Saturday, 12 August 2017

Anathema

ἀνάθεμα originally 'an offering' often to the Lord which came to flip its meaning to indicate that which is evil, accursed and to be shunned - something (doctrine) or somebody (sinner) against which The Lord has emphatically turned his face. I was down with Pat the Salt on my regular Sunday gig recently and he remarked that one of his collateral relatives, also ancient, was down to his last penny. This chap had, apparently, battened on to his mother's purse while young and lived the life of Reilly while leaving nothing at all for the other members of his family, including the mother.  Pat said that he had cursed this chap "by bell, book and candle" over many years and was delighted to see this work finally coming to bear fruit.
The ecclesiastical turn of phrase tumbled me back 50+ years to the time when I attended Sunday service morning and evening in Canterbury Cathedral [cloisters L] while I was at school getting my very expensive education.  Those services lasted a long time for a small chap and many of us diverted ourselves by reading the obscure parts of the Book of Common Prayer - the GoTo document for everything about the Church of England.  The math-wonks would try to make sense of the tables for predicting the date of Easter far into the future. The logicians would try to find inconsistencies in the Table of Kindred and Affinity, which began "A man may not marry his Mother, Daughter, Father's Mother . . . " followed by a long list of female relatives.  Back in the enlightened days of 1662, it was okay for a chap to marry his brother, it seems.

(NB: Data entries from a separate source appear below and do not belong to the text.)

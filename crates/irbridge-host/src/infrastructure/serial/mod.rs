//! Serial link to the IR receiver module.
//!
//! - **`link`** – [`DeviceLink`], the protocol state machine (handshake,
//!   capture mode, suppression window, button-press broadcast).
//! - **`port`** – [`SerialPortTransport`], the `serialport`-backed adapter that
//!   runs a reader thread per open port.
//! - **`mock`** – [`LoopbackTransport`], an in-memory transport for tests.
//!
//! The link only talks to the hardware through the [`SerialTransport`] and
//! [`PortHandle`] traits, so everything above this module can be exercised
//! without a device attached.

pub mod link;
pub mod mock;
pub mod port;

pub use link::{ButtonListener, DeviceLink, LinkError};
pub use mock::LoopbackTransport;
pub use port::SerialPortTransport;

use thiserror::Error;

/// Error type for the transport layer.
#[derive(Debug, Error)]
pub enum TransportError {
    /// The named port does not exist.
    #[error("serial port not found: {0}")]
    PortNotFound(String),

    /// The port exists but could not be opened or configured.
    #[error("failed to open serial port {port}: {source}")]
    Open {
        port: String,
        #[source]
        source: serialport::Error,
    },

    /// A read or write on an open port failed.
    #[error("serial I/O error: {0}")]
    Io(#[from] std::io::Error),

    /// The port handle has already been closed.
    #[error("serial port is closed")]
    Closed,

    /// The system port list could not be read.
    #[error("failed to enumerate serial ports: {0}")]
    Enumerate(#[source] serialport::Error),
}

/// Line settings for the receiver.
///
/// The firmware always speaks 8 data bits, 1 stop bit, no parity; only the
/// rate is configurable.
#[derive(Debug, Clone, Copy, PartialEq, Eq)]
pub struct LineSettings {
    pub baud_rate: u32,
}

impl Default for LineSettings {
    fn default() -> Self {
        Self { baud_rate: 115_200 }
    }
}

/// Callback invoked on the transport's reader thread with each received chunk.
pub type FrameHandler = Box<dyn FnMut(&[u8]) + Send>;

/// Opens ports and enumerates candidates.
pub trait SerialTransport: Send + Sync {
    /// Names of the serial ports currently present on the system.
    fn list_ports(&self) -> Result<Vec<String>, TransportError>;

    /// Opens `port` and starts delivering received chunks to `on_frame`.
    ///
    /// Returns as soon as the port is open; `on_frame` runs on a thread owned
    /// by the transport until the returned handle is closed.
    fn open(
        &self,
        port: &str,
        settings: LineSettings,
        on_frame: FrameHandler,
    ) -> Result<Box<dyn PortHandle>, TransportError>;
}

/// An open port.  Owned exclusively by one [`DeviceLink`].
pub trait PortHandle: Send {
    fn name(&self) -> &str;

    /// Writes `bytes` and flushes them to the device.
    fn write(&mut self, bytes: &[u8]) -> Result<(), TransportError>;

    /// Stops frame delivery and releases the port.  Idempotent.
    fn close(&mut self);
}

Another rich seam of interest was the Service of Commination, regularly scheduled for Ash Wednesday but allowable at other times as directed by the local bishop.  Commination is a word rarely used today but it is basically bringing down anathema on certain categories of sinner. Basically cursing them out; which was,  for cruel young bravos, a welcome change from goody-two-shoes Christianity . I can do no better than give you the list of categorised black-hats:

CURSED is the man that maketh any carved or molten image, to worship it.
And the people shall answer and say: Amen.
Minister: Cursed is he that curseth his father or mother.
Answer: Amen.
Minister: Cursed is he that removeth his neighbour's land-mark.
Answer: Amen.
Minister: Cursed is he that maketh the blind to go out of his way.
Answer: Amen.
Minister: Cursed is he that perverteth the judgement of the stranger, the fatherless, and widow.
Answer: Amen.
Minister: Cursed is he that smiteth his neighbour secretly.
Answer: Amen.
Minister: Cursed is he that lieth with his neighbour's wife.
Answer: Amen.
Minister: Cursed is he that taketh reward to slay the innocent.
Answer: Amen.
Minister: Cursed is he that putteth his trust in man, and taketh man for his defence, and in his heart goeth from the Lord.
Answer: Amen.
Minister: Cursed are the unmerciful, fornicators, and adulterers, covetous persons, idolaters, slanderers, drunkards, and extortioners.
Answer: Amen.

Quite so! Especially the miserable baastid who removed my land-mark.

Later on the Commination Service, having fingered everyone who has done wrong, the congregation is invited to consider their own position. "Wash me thoroughly from my wickedness . . . But lo, thou requirest truth in the inward parts . . . Thou shalt purge me with hyssop, and I shall be clean" Purgative? we don't use them so much nowadays; it is "an agent that produces a vigorous emptying of the bowels, more drastic than a laxative or aperient".  The natural consequence of this supernatural shit-storm will require "thou shalt wash me, and I shall be whiter than snow". Thus the Service of Commination is a useful, if metaphorical, cross between a launderette and a car-wash.